*Assignment*:
Repeat every line of the data verbatim.

*Extracted entries*:
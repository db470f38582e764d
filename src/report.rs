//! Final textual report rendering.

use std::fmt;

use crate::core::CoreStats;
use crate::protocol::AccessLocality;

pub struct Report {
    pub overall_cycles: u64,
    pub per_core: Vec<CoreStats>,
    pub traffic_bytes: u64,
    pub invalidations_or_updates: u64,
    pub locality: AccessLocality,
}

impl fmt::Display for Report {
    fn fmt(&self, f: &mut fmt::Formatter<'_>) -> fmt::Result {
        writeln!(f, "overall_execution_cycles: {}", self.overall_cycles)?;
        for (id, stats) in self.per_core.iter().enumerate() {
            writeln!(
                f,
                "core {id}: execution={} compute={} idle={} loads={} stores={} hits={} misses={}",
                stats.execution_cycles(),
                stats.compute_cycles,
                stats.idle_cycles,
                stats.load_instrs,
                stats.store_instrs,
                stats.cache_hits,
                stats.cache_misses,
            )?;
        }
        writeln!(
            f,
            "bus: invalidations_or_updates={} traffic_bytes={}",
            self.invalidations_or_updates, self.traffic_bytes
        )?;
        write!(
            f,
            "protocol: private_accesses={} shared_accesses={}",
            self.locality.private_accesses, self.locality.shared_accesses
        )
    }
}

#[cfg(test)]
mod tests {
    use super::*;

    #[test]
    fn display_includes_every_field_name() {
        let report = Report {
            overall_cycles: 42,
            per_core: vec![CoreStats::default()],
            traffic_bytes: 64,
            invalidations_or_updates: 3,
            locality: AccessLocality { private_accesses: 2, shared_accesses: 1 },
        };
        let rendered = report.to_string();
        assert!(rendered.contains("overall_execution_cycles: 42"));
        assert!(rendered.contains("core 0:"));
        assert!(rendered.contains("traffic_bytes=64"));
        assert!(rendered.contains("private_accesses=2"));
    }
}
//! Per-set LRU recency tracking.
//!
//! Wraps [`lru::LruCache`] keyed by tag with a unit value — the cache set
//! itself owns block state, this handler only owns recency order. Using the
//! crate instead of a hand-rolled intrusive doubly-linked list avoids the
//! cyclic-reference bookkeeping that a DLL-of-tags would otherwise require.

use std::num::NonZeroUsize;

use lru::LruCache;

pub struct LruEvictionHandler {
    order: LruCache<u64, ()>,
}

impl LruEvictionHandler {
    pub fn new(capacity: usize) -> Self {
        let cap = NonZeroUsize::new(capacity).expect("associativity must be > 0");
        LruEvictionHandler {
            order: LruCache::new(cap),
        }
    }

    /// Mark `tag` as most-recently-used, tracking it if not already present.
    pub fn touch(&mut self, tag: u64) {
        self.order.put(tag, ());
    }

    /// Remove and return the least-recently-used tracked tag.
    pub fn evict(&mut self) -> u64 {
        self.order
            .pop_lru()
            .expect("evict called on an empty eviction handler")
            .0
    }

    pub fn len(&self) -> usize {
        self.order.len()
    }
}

*Response for this exercise*:
repository db470f38582e764d
filename src/report.rs
//! Final textual report rendering.

use std::fmt;

use crate::core::CoreStats;
use crate::protocol::AccessLocality;

pub struct Report {
    pub overall_cycles: u64,
    pub per_core: Vec<CoreStats>,
    pub traffic_bytes: u64,
    pub invalidations_or_updates: u64,
    pub locality: AccessLocality,
}

impl fmt::Display for Report {
    fn fmt(&self, f: &mut fmt::Formatter<'_>) -> fmt::Result {
        writeln!(f, "overall_execution_cycles: {}", self.overall_cycles)?;
        for (id, stats) in self.per_core.iter().enumerate() {
            writeln!(
                f,
                "core {id}: execution={} compute={} idle={} loads={} stores={} hits={} misses={}",
                stats.execution_cycles(),
                stats.compute_cycles,
                stats.idle_cycles,
                stats.load_instrs,
                stats.store_instrs,
                stats.cache_hits,
                stats.cache_misses,
            )?;
        }
        writeln!(
            f,
            "bus: invalidations_or_updates={} traffic_bytes={}",
            self.invalidations_or_updates, self.traffic_bytes
        )?;
        write!(
            f,
            "protocol: private_accesses={} shared_accesses={}",
            self.locality.private_accesses, self.locality.shared_accesses
        )
    }
}

#[cfg(test)]
mod tests {
    use super::*;

    #[test]
    fn display_includes_every_field_name() {
        let report = Report {
            overall_cycles: 42,
            per_core: vec![CoreStats::default()],
            traffic_bytes: 64,
            invalidations_or_updates: 3,
            locality: AccessLocality { private_accesses: 2, shared_accesses: 1 },
        };
        let rendered = report.to_string();
        assert!(rendered.contains("overall_execution_cycles: 42"));
        assert!(rendered.contains("core 0:"));
        assert!(rendered.contains("traffic_bytes=64"));
        assert!(rendered.contains("private_accesses=2"));
    }
}
//! Per-set LRU recency tracking.
//!
//! Wraps [`lru::LruCache`] keyed by tag with a unit value — the cache set
//! itself owns block state, this handler only owns recency order. Using the
//! crate instead of a hand-rolled intrusive doubly-linked list avoids the
//! cyclic-reference bookkeeping that a DLL-of-tags would otherwise require.

use std::num::NonZeroUsize;

use lru::LruCache;

pub struct LruEvictionHandler {
    order: LruCache<u64, ()>,
}

impl LruEvictionHandler {
    pub fn new(capacity: usize) -> Self {
        let cap = NonZeroUsize::new(capacity).expect("associativity must be > 0");
        LruEvictionHandler {
            order: LruCache::new(cap),
        }
    }

    /// Mark `tag` as most-recently-used, tracking it if not already present.
    pub fn touch(&mut self, tag: u64) {
        self.order.put(tag, ());
    }

    /// Remove and return the least-recently-used tracked tag.
    pub fn evict(&mut self) -> u64 {
        self.order
            .pop_lru()
            .expect("evict called on an empty eviction handler")
            .0
    }

    pub fn len(&self) -> usize {
        self.order.len()
    }
}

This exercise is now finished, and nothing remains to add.